**TO DO**
Copy out every line from the records that includes "StorageOptions".

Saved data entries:
- - -

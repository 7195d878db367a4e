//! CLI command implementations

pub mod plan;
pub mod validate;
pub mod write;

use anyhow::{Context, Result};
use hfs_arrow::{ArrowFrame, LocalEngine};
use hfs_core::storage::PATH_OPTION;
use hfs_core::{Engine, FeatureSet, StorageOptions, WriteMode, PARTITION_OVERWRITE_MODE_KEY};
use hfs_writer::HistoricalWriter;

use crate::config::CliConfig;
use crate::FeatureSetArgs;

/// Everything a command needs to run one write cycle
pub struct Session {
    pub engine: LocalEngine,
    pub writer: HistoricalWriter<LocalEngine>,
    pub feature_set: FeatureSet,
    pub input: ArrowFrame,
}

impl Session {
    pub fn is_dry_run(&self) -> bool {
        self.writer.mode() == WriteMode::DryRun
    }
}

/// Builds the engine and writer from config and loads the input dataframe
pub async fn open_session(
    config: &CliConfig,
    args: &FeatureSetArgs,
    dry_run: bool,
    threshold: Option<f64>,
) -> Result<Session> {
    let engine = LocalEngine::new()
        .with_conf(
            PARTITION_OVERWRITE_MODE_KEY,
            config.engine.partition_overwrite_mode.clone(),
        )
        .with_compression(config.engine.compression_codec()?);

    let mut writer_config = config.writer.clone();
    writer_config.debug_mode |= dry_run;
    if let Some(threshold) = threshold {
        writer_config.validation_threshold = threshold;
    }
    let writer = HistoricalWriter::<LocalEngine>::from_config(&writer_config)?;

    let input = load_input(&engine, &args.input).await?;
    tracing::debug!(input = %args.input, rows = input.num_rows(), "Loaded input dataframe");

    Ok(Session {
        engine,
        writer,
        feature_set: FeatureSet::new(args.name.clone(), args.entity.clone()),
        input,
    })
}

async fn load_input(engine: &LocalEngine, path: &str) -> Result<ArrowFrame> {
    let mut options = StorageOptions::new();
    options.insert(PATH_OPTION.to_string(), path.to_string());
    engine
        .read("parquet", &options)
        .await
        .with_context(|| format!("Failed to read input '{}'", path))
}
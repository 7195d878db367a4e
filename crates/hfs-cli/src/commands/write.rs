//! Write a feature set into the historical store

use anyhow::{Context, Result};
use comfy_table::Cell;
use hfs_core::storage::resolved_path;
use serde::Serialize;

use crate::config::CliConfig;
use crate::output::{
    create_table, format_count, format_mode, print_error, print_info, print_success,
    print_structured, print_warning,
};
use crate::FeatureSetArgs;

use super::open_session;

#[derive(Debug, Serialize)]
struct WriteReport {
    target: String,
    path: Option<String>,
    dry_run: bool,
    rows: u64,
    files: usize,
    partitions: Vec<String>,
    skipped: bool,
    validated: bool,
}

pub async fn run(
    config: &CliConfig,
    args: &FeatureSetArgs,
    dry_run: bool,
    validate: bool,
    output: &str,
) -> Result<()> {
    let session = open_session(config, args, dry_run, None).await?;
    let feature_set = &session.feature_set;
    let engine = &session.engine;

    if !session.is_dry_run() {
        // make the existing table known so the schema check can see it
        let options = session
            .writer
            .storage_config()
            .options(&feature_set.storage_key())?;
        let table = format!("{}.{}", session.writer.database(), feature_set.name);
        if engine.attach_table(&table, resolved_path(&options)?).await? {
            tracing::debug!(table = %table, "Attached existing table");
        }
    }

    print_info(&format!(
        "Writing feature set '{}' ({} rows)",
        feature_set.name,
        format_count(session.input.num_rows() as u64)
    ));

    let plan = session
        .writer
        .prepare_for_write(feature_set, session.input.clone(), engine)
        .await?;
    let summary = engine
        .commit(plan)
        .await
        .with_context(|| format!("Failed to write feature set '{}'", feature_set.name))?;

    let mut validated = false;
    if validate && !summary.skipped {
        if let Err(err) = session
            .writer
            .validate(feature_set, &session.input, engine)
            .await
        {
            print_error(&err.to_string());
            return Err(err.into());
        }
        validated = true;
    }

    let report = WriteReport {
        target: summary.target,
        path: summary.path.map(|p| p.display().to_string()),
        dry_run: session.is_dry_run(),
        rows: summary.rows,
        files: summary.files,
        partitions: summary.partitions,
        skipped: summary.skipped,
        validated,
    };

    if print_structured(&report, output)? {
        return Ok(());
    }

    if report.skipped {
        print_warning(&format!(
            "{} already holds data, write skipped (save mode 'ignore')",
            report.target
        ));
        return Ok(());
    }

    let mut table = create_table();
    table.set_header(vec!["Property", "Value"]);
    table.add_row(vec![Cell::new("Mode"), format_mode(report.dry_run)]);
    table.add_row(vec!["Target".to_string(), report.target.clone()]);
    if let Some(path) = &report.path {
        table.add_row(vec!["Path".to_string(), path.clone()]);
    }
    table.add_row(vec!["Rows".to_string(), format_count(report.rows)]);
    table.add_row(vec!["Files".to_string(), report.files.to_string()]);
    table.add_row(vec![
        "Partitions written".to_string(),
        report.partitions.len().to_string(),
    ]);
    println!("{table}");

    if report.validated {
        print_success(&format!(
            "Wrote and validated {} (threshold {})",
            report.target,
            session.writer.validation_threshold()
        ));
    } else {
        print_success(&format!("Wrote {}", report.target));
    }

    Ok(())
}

- - -

**RESULT OF THE EXERCISE**
use hfs_core::{Engine, FeatureSet, StorageOptions, WriteMode, PARTITION_OVERWRITE_MODE_KEY};
    let mut options = StorageOptions::new();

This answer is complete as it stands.